Untuk bisa menjawab pertanyaan tersebut, kita perlu menengok teladan agung sepanjang masa, Rasulullah Saw. Beliau dikenal sebagai pendai yang ketat terhadap diri sendiri, namun sangat lemah lembut dalam memperlakukan orang lain. Hal ini bisa dilihat, salah satunya, pada saat Nabi Muhammad Saw. menyeru penduduk Thaif untuk masuk Islam. Bukannya disambut dengan tangan terbuka, melainkan terkepal dan batu-batu yang beterbangan mengarah Nabi Muhammad Saw.
Aisyah bahkan meriwayatkan bahwa tragedi di Thaif lebih berat ketimbang kekalahan umat Islam di Perang Uhud. Di saat Rasulullah Saw. bersedih atas penolakan penduduk Thaif, datanglah Malaikat penjaga gunung dan berkata kepada beliau, “Wahai Muhammad! Jika engkau mau, aku bisa menimpakan Akhsabain (kepada mereka).”
Tawaran malaikat untuk membinasakan penduduk Thaif ini tidak dimanfaatkan Nabi Saw. untuk balas dendam. Beliau justru menjawab, “(Tidak) namun aku berharap supaya Allah Swt. melahirkan dari anak keturunan mereka orang yang beribadah kepada Allah, tidak mempersekutukan-Nya dengan apapun.” (HR. Muslim)
Sikap yang diambil Rasulullah Saw. merupakan pancaran akhlak mulia dalam menyeru pada kebaikan. Bahwa Nabi Saw. tetap memiliki harapan yang besar, supaya lahir dari para penentang dakwah, generasi yang dengan kesadaran penuh dan ketulusan hati menjunjung kalimah Allah Swt. Dari sini pula, tampak kecintaan Rasulullah Saw. yang besar kepada segenap manusia. Beliau telah meletakkan pondasi dakwah cinta untuk menyeru manusia pada kebaikan, bukan dengan jalan pemaksaan.

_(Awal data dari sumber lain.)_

//! RPC client endpoint.
//!
//! Issues correlated requests over a transport and fans pushed notifications
//! out to subscribers. Every call is tracked in a pending table keyed by its
//! id; a call settles exactly once, through whichever of the three paths
//! happens first: a matching response, its timeout timer, or client close.

use std::collections::HashMap;
use std::sync::Arc;
use std::sync::Mutex;
use std::sync::atomic::{AtomicBool, AtomicU64, Ordering};
use std::time::Duration;

use serde_json::Value;
use tokio::sync::oneshot;
use tokio::task::JoinHandle;

use crate::rpc::protocol::{Message, RequestId, Response, RpcError};
use crate::rpc::transport::Transport;
use crate::sync::lock;

/// Default per-call timeout.
pub const DEFAULT_CALL_TIMEOUT: Duration = Duration::from_secs(30);

/// Callback invoked for a subscribed notification name.
pub type NotificationHandler = Arc<dyn Fn(Option<Value>) + Send + Sync>;

/// One outstanding call awaiting a response or its timeout.
struct PendingCall {
    resolver: oneshot::Sender<Result<Value, RpcError>>,
    timer: JoinHandle<()>,
}

struct ClientInner {
    next_id: AtomicU64,
    timeout: Duration,
    pending: Mutex<HashMap<u64, PendingCall>>,
    notification_handlers: Mutex<HashMap<String, Vec<NotificationHandler>>>,
    closed: AtomicBool,
}

/// RPC client bound to one transport.
///
/// Cheap to clone; clones share the pending table and id counter.
#[derive(Clone)]
pub struct RpcClient {
    transport: Arc<dyn Transport>,
    inner: Arc<ClientInner>,
}

impl RpcClient {
    pub fn new(transport: Arc<dyn Transport>) -> Self {
        Self::with_timeout(transport, DEFAULT_CALL_TIMEOUT)
    }

    pub fn with_timeout(transport: Arc<dyn Transport>, timeout: Duration) -> Self {
        let inner = Arc::new(ClientInner {
            next_id: AtomicU64::new(1),
            timeout,
            pending: Mutex::new(HashMap::new()),
            notification_handlers: Mutex::new(HashMap::new()),
            closed: AtomicBool::new(false),
        });

        let dispatch_inner = Arc::clone(&inner);
        transport.on_message(Arc::new(move |message| match message {
            Message::Response(response) => Self::settle(&dispatch_inner, response),
            Message::Notification(notification) => {
                let handlers: Vec<NotificationHandler> = lock(&dispatch_inner.notification_handlers)
                    .get(&notification.method)
                    .cloned()
                    .unwrap_or_default();
                // unknown notification names are silently dropped
                for handler in handlers {
                    handler(notification.params.clone());
                }
            }
            // a client never serves requests
            Message::Request(_) => {}
        }));

        Self { transport, inner }
    }

    /// Issue a request and await its response.
    ///
    /// Resolves with the response's `result`, or rejects with the response's
    /// error, a timeout naming the method and duration, or a closed-client
    /// error. No retry is attempted on any failure path.
    pub async fn call(&self, method: &str, params: Option<Value>) -> Result<Value, RpcError> {
        if self.inner.closed.load(Ordering::SeqCst) {
            return Err(RpcError::client_closed());
        }

        let id = self.inner.next_id.fetch_add(1, Ordering::SeqCst);
        let (resolver, settled) = oneshot::channel();

        let timer = tokio::spawn({
            let inner = Arc::clone(&self.inner);
            let method = method.to_string();
            async move {
                tokio::time::sleep(inner.timeout).await;
                if let Some(pending) = lock(&inner.pending).remove(&id) {
                    let _ = pending.resolver.send(Err(RpcError::call_timeout(
                        &method,
                        inner.timeout.as_millis(),
                    )));
                }
            }
        });

        lock(&self.inner.pending).insert(id, PendingCall { resolver, timer });
        self.transport.send(Message::request(id, method, params));

        match settled.await {
            Ok(outcome) => outcome,
            // resolver dropped without settling; only happens on teardown
            Err(_) => Err(RpcError::client_closed()),
        }
    }

    /// Subscribe to a pushed notification name. Handlers for the same name
    /// are invoked in registration order.
    pub fn on_notification(&self, name: &str, handler: NotificationHandler) {
        lock(&self.inner.notification_handlers)
            .entry(name.to_string())
            .or_default()
            .push(handler);
    }

    /// Reject all pending calls, drop all timers and subscriptions, and
    /// close the transport. Idempotent.
    pub fn close(&self) {
        if self.inner.closed.swap(true, Ordering::SeqCst) {
            return;
        }
        let drained: Vec<PendingCall> = lock(&self.inner.pending).drain().map(|(_, p)| p).collect();
        for pending in drained {
            pending.timer.abort();
            let _ = pending.resolver.send(Err(RpcError::client_closed()));
        }
        lock(&self.inner.notification_handlers).clear();
        self.transport.close();
    }

    /// Route a response to its pending call; unmatched ids are dropped.
    fn settle(inner: &Arc<ClientInner>, response: Response) {
        let RequestId::Number(id) = response.id else {
            return;
        };
        let Some(pending) = lock(&inner.pending).remove(&id) else {
            // already timed out, or stale
            tracing::trace!(id, "Dropping response with no pending call");
            return;
        };
        pending.timer.abort();

        let outcome = match response.error {
            Some(error) => Err(error),
            None => Ok(response.result.unwrap_or(Value::Null)),
        };
        let _ = pending.resolver.send(outcome);
    }
}

#[cfg(test)]
mod tests {
    use super::*;
    use crate::rpc::protocol::error_codes;
    use crate::rpc::server::RpcServer;
    use crate::rpc::transport::linked_pair;
    use serde_json::json;
    use std::time::Instant;

    /// Client and server over a linked pair.
    fn rpc_fixture() -> (RpcClient, RpcServer) {
        let (server_end, client_end) = linked_pair();
        let server = RpcServer::new(Arc::new(server_end));
        let client = RpcClient::new(Arc::new(client_end));
        (client, server)
    }

    #[tokio::test]
    async fn test_call_resolves_and_clears_pending() {
        let (client, server) = rpc_fixture();
        server.register_method("echo", |params| async move {
            Ok(params.unwrap_or(Value::Null))
        });

        let result = client.call("echo", Some(json!({"k": "v"}))).await.unwrap();
        assert_eq!(result["k"], "v");
        assert!(lock(&client.inner.pending).is_empty());
    }

    #[tokio::test]
    async fn test_response_error_rejects_with_code() {
        let (client, server) = rpc_fixture();
        server.register_method("task.get", |_params| async {
            Err(RpcError::task_not_found("t-1"))
        });

        let error = client.call("task.get", None).await.unwrap_err();
        assert_eq!(error.code, error_codes::TASK_NOT_FOUND);
        assert!(error.message.contains("t-1"));
        assert!(lock(&client.inner.pending).is_empty());
    }

    #[tokio::test]
    async fn test_timeout_names_method_and_duration() {
        let (server_end, client_end) = linked_pair();
        // no server bound: requests vanish and the call must time out
        let _server_end = server_end;
        let client =
            RpcClient::with_timeout(Arc::new(client_end), Duration::from_millis(50));

        let started = Instant::now();
        let error = client.call("slow.method", None).await.unwrap_err();
        let elapsed = started.elapsed();

        assert!(error.message.contains("slow.method"));
        assert!(error.message.contains("50"));
        assert!(elapsed >= Duration::from_millis(50));
        assert!(elapsed < Duration::from_millis(500));
        assert!(lock(&client.inner.pending).is_empty());
    }

    #[tokio::test]
    async fn test_ids_are_monotonic() {
        let (client, server) = rpc_fixture();
        server.register_method("noop", |_params| async { Ok(Value::Null) });

        client.call("noop", None).await.unwrap();
        client.call("noop", None).await.unwrap();
        assert_eq!(client.inner.next_id.load(Ordering::SeqCst), 3);
    }

    #[tokio::test]
    async fn test_ping_twice_uptime_monotonic() {
        let (client, _server) = rpc_fixture();

        let first = client.call("daemon.ping", None).await.unwrap();
        let second = client.call("daemon.ping", None).await.unwrap();
        assert_eq!(first["status"], "ok");
        assert_eq!(second["status"], "ok");
        assert!(second["uptime"].as_u64().unwrap() >= first["uptime"].as_u64().unwrap());
    }

    #[tokio::test]
    async fn test_notification_fanout_in_registration_order() {
        let (client, server) = rpc_fixture();
        let seen: Arc<Mutex<Vec<String>>> = Arc::new(Mutex::new(Vec::new()));

        for label in ["first", "second", "third"] {
            let seen = Arc::clone(&seen);
            client.on_notification(
                "task.progress",
                Arc::new(move |_params| {
                    seen.lock().unwrap().push(label.to_string());
                }),
            );
        }

        server.notify("task.progress", Some(json!({"pct": 50})));
        server.notify("task.unknown", None);

        assert_eq!(*seen.lock().unwrap(), vec!["first", "second", "third"]);
    }

    #[tokio::test]
    async fn test_close_rejects_pending_and_stops_timers() {
        let (server_end, client_end) = linked_pair();
        let _server_end = server_end;
        let client = RpcClient::with_timeout(Arc::new(client_end), Duration::from_secs(30));

        let call = {
            let client = client.clone();
            tokio::spawn(async move { client.call("never.answered", None).await })
        };
        // let the call register its pending entry
        tokio::time::sleep(Duration::from_millis(20)).await;
        client.close();

        let error = call.await.unwrap().unwrap_err();
        assert!(error.message.contains("client closed"));
        assert!(lock(&client.inner.pending).is_empty());
    }

    #[tokio::test]
    async fn test_call_after_close_rejects_immediately() {
        let (client, _server) = rpc_fixture();
        client.close();

        let error = client.call("daemon.ping", None).await.unwrap_err();
        assert!(error.message.contains("client closed"));
    }

    #[tokio::test]
    async fn test_stale_response_is_dropped() {
        let (server_end, client_end) = linked_pair();
        let server_end = Arc::new(server_end);
        let client = RpcClient::new(Arc::new(client_end));

        // a response for an id nobody is waiting on
        server_end.send(Message::response(RequestId::Number(777), json!(1)));
        tokio::time::sleep(Duration::from_millis(20)).await;
        assert!(lock(&client.inner.pending).is_empty());
    }

    #[tokio::test]
    async fn test_concurrent_calls_correlate_by_id() {
        let (client, server) = rpc_fixture();
        server.register_method("delay.echo", |params| async move {
            let params = params.unwrap_or(Value::Null);
            let ms = params["ms"].as_u64().unwrap_or(0);
            tokio::time::sleep(Duration::from_millis(ms)).await;
            Ok(params["tag"].clone())
        });

        // the slower call is issued first; responses arrive out of order
        let slow = {
            let client = client.clone();
            tokio::spawn(async move {
                client
                    .call("delay.echo", Some(json!({"ms": 80, "tag": "slow"})))
                    .await
            })
        };
        let fast = {
            let client = client.clone();
            tokio::spawn(async move {
                client
                    .call("delay.echo", Some(json!({"ms": 5, "tag": "fast"})))
                    .await
            })
        };

        assert_eq!(fast.await.unwrap().unwrap(), json!("fast"));
        assert_eq!(slow.await.unwrap().unwrap(), json!("slow"));
    }
}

Teladan Nabi Muhammad Saw. ini bisa kita jadikan pondasi untuk berdakwah di media sosial. Narasi-narasi kebencian yang melimpah ruah di media sosial, jangan sampai menjadikan diri kita pesimis. Optimisme telah diajarkan Rasulullah Saw. dalam menghadapi penduduk Thaif, yang pada akhirnya memeluk agama Islam. Begitu juga kita dalam berjuang menebarkan virus-virus cinta dalam media sosial; jika hal ini dilakukan secara konsisten dan kontinue, dengan tetap mengedepankan harapan dan bukan pemaksaan, ke depan tentu akan membuahkan hasil yang gemilang. Percayalah, bahwa masyarakat lambat laun akan mendewasa dan mampu membedakan akun-akun (dai) penyebar kebencian dan mereka yang meneduhkan dengan dakwah cintanya.